D5.3: Optimized multi-threaded mapping to reconfigurable hardware

The ThreadPoolComposer (TPC) tool has been refined to support the automated insertion of custom-generated (non-Vivado HLS) IP cores into the thread-pool of hardware processing elements. This not only allows the use of highly optimized cores formulated in traditional
hardware design languages, such as Verilog or VHDL, but also of cores created by other highlevel synthesis systems (e.g., Bluespec). Optimized multi-threaded execution of applications is enabled by TPC automatically exploring the implementations space (trade-off of area vs. clock frequency vs. thread-level parallelism of hardware processing elements), aiming for maximum throughput of the generated hardware. Finally, TPC has been refined to be more extensible itself by providing a flexible plug-in interface to insert custom hardware-generation steps into the automated design flow.

The on-chip architecture of TPC-generated circuits uses AXI interconnects to link the different hardware elements (e.g., processing blocks and off-chip interfaces). For D5.3, the configuration of these interconnects has been optimized. This includes reducing clock periods by using inferred register slices when composing interconnect trees, as well as selectively using packet-mode first-in-first-out (FIFO) buffers in the top-layer of the tree. The optionally usable on-chip memory hierarchy, which was started in D5.2 with the design of configurable L1 caches (processing element-local) caches, has been extended in D5.3 to also include an L2 cache (shared between processing elements).

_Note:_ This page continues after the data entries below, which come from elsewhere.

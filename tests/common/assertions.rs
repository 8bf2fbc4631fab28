//! Assertion helpers for tests.

use palette_search::{LinearColor, Palette, Srgb};
use pretty_assertions::assert_eq;

/// Palette colors as `#RRGGBB`
pub fn hex_colors(palette: &Palette) -> Vec<String> {
    palette.iter().map(|&c| Srgb::from(c).to_hex()).collect()
}

/// Assert a palette's colors, in order
pub fn assert_colors(palette: &Palette, expected: &[&str]) {
    assert_eq!(
        hex_colors(palette),
        expected.iter().map(|s| s.to_string()).collect::<Vec<_>>(),
        "colors of palette {:?}",
        palette.name()
    );
}

/// Assert two colors are equal after 8-bit encoding, within `tolerance`
/// per channel
pub fn assert_color_near(actual: LinearColor, expected: LinearColor, tolerance: u8) {
    let a = Srgb::from(actual).to_bytes();
    let e = Srgb::from(expected).to_bytes();
    let close = a
        .iter()
        .zip(e.iter())
        .all(|(x, y)| x.abs_diff(*y) <= tolerance);
    assert!(close, "expected {e:?}, got {a:?} (tolerance {tolerance})");
}
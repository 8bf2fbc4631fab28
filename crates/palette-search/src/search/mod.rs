//! Bracketing nearest-color search.
//!
//! Every strategy takes the projected palette and a projected target and
//! returns a [`Bracket`]: two palette points, their indices and a blend
//! factor between them. What the blend means depends on the strategy:
//!
//! | Strategy | `color_a` | `color_b` | `blend` |
//! |----------|-----------|-----------|---------|
//! | [`SearchType::ClosestOffset`] | nearest point | best-aligned direction from `a` | projection of `t - a` onto `b - a`, unbounded |
//! | [`SearchType::ClosestLine`] | segment start | segment end | `\|t-b\| / (\|t-a\| + \|t-b\|)`, 0..=1 |
//! | [`SearchType::ClosestX`]/`Y`/`Z` | nearest value at or below | nearest value above | linear position between the two |
//!
//! # Degenerate input
//!
//! An empty point set is [`SearchError::EmptyPalette`]. When the chosen
//! pair is a single point (one-color palette, target outside the axis range,
//! target exactly on a palette point) the blend is `0.0` and
//! [`Bracket::is_collapsed`] returns true.

mod axis;
mod line;
mod offset;
mod project;

use std::fmt;
use std::str::FromStr;

use crate::space::{Axis, ColorSpace, ParseNameError, Vec3};

pub use axis::find_closest_on_axis;
pub use line::find_closest_line;
pub use offset::find_closest_and_offset;
pub use project::{project_color, project_palette, unproject_color};

/// Search strategy.
///
/// Numeric tags: X=0, Y=1, Z=2, Line=3, Offset=4.
#[derive(Debug, Clone, Copy, PartialEq, Eq, Hash, Default)]
pub enum SearchType {
    #[default]
    ClosestOffset,
    ClosestLine,
    ClosestX,
    ClosestY,
    ClosestZ,
}

impl SearchType {
    pub const ALL: [SearchType; 5] = [
        SearchType::ClosestOffset,
        SearchType::ClosestLine,
        SearchType::ClosestX,
        SearchType::ClosestY,
        SearchType::ClosestZ,
    ];

    /// Map a numeric tag to a strategy. Unknown tags select
    /// [`SearchType::ClosestOffset`].
    pub fn from_tag(tag: u8) -> Self {
        match tag {
            0 => SearchType::ClosestX,
            1 => SearchType::ClosestY,
            2 => SearchType::ClosestZ,
            3 => SearchType::ClosestLine,
            _ => SearchType::ClosestOffset,
        }
    }

    pub fn tag(self) -> u8 {
        match self.axis() {
            Some(axis) => axis.index() as u8,
            None if self == SearchType::ClosestLine => 3,
            None => 4,
        }
    }

    /// The component axis of an axis search.
    pub fn axis(self) -> Option<Axis> {
        match self {
            SearchType::ClosestX => Some(Axis::X),
            SearchType::ClosestY => Some(Axis::Y),
            SearchType::ClosestZ => Some(Axis::Z),
            SearchType::ClosestOffset | SearchType::ClosestLine => None,
        }
    }

    pub fn name(self) -> &'static str {
        match self {
            SearchType::ClosestOffset => "offset",
            SearchType::ClosestLine => "line",
            SearchType::ClosestX => "x",
            SearchType::ClosestY => "y",
            SearchType::ClosestZ => "z",
        }
    }
}

impl fmt::Display for SearchType {
    fn fmt(&self, f: &mut fmt::Formatter<'_>) -> fmt::Result {
        f.write_str(self.name())
    }
}

impl FromStr for SearchType {
    type Err = ParseNameError;

    /// Accepts the short names (`offset`, `line`, `x`, `y`, `z`) and the
    /// `closest-` prefixed forms, case-insensitively.
    fn from_str(s: &str) -> Result<Self, Self::Err> {
        let lower = s.trim().to_ascii_lowercase();
        let name = lower
            .strip_prefix("closest-")
            .or_else(|| lower.strip_prefix("closest_"))
            .or_else(|| lower.strip_prefix("closest"))
            .unwrap_or(&lower);
        match name {
            "offset" => Ok(SearchType::ClosestOffset),
            "line" => Ok(SearchType::ClosestLine),
            "x" => Ok(SearchType::ClosestX),
            "y" => Ok(SearchType::ClosestY),
            "z" => Ok(SearchType::ClosestZ),
            _ => Err(ParseNameError {
                kind: "search type",
                name: s.to_string(),
            }),
        }
    }
}

/// Two bracketing palette points and a blend factor.
///
/// `index_a` and `index_b` are the positions of the two points in the
/// searched slice. Distinct palette colors can project to the same point
/// (alpha is dropped by every projection), so the indices are the only
/// reliable way back to the palette.
#[derive(Debug, Clone, Copy, PartialEq)]
pub struct Bracket {
    pub color_a: Vec3,
    pub color_b: Vec3,
    pub index_a: usize,
    pub index_b: usize,
    pub blend: f32,
}

impl Bracket {
    /// Bracket `points[index_a]` and `points[index_b]`. Equal points
    /// collapse onto `index_a` with a blend of 0, whatever `blend` is.
    pub(crate) fn new(points: &[Vec3], index_a: usize, index_b: usize, blend: f32) -> Self {
        let (color_a, color_b) = (points[index_a], points[index_b]);
        if color_a == color_b {
            return Self::collapsed(points, index_a);
        }
        Self {
            color_a,
            color_b,
            index_a,
            index_b,
            blend,
        }
    }

    pub(crate) fn collapsed(points: &[Vec3], index: usize) -> Self {
        Self {
            color_a: points[index],
            color_b: points[index],
            index_a: index,
            index_b: index,
            blend: 0.0,
        }
    }

    /// True when both bracket points are the same point.
    pub fn is_collapsed(&self) -> bool {
        self.index_a == self.index_b
    }
}

/// Error returned by the search strategies.
#[derive(Debug, Clone, Copy, PartialEq, Eq)]
pub enum SearchError {
    /// No points to search
    EmptyPalette,
}

impl fmt::Display for SearchError {
    fn fmt(&self, f: &mut fmt::Formatter<'_>) -> fmt::Result {
        match self {
            SearchError::EmptyPalette => write!(f, "cannot search an empty palette"),
        }
    }
}

impl std::error::Error for SearchError {}

/// Index of the point nearest to `target`; the first one wins ties.
pub(crate) fn nearest_index(points: &[Vec3], target: Vec3) -> Result<usize, SearchError> {
    let mut best = None;
    let mut best_dist = f32::MAX;
    for (i, &point) in points.iter().enumerate() {
        let dist = target.distance(point);
        if dist < best_dist {
            best_dist = dist;
            best = Some(i);
        }
    }
    // NaN distances never compare less; fall back to the first point
    match best {
        Some(i) => Ok(i),
        None if points.is_empty() => Err(SearchError::EmptyPalette),
        None => Ok(0),
    }
}

/// Run the strategy selected by `search_type`.
///
/// `space` only matters for axis searches (see [`find_closest_on_axis`]).
///
/// # Example
///
/// ```
/// use palette_search::{find_closest, ColorSpace, SearchType, Vec3};
///
/// let points = [Vec3::new(0.0, 0.0, 0.0), Vec3::new(10.0, 0.0, 0.0)];
/// let bracket = find_closest(
///     &points,
///     Vec3::new(5.0, 0.0, 0.0),
///     SearchType::ClosestLine,
///     ColorSpace::Rgb,
/// )
/// .unwrap();
/// assert_eq!(bracket.blend, 0.5);
/// ```
pub fn find_closest(
    points: &[Vec3],
    target: Vec3,
    search_type: SearchType,
    space: ColorSpace,
) -> Result<Bracket, SearchError> {
    match search_type {
        SearchType::ClosestOffset => find_closest_and_offset(points, target),
        SearchType::ClosestLine => find_closest_line(points, target),
        SearchType::ClosestX | SearchType::ClosestY | SearchType::ClosestZ => {
            let axis = search_type.axis().unwrap_or(Axis::X);
            find_closest_on_axis(points, target, axis, space)
        }
    }
}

A special focus of D5.3 was the use of optimized hardware blocks for compute kernels, exceeding the performance of those created using high-level synthesis from C/C++ code. This has been achieved for the Stereovision and eRDM (railway monitoring) use-cases. The blocks created illustrate the use of different design methods within the common REPARA TPC framework. The Stereovision core (using a high-quality semi-global method) was implemented using a different high-level synthesis system (Bluespec, with a design language inspired by Haskell). The eRDM kernel was implemented both as C tuned for high-level synthesis (using, e.g., special directives to enable pipelining), as well as in a traditional HDL. In for both use-cases, the performance over the original solutions running on a conventional processor could be significantly improved.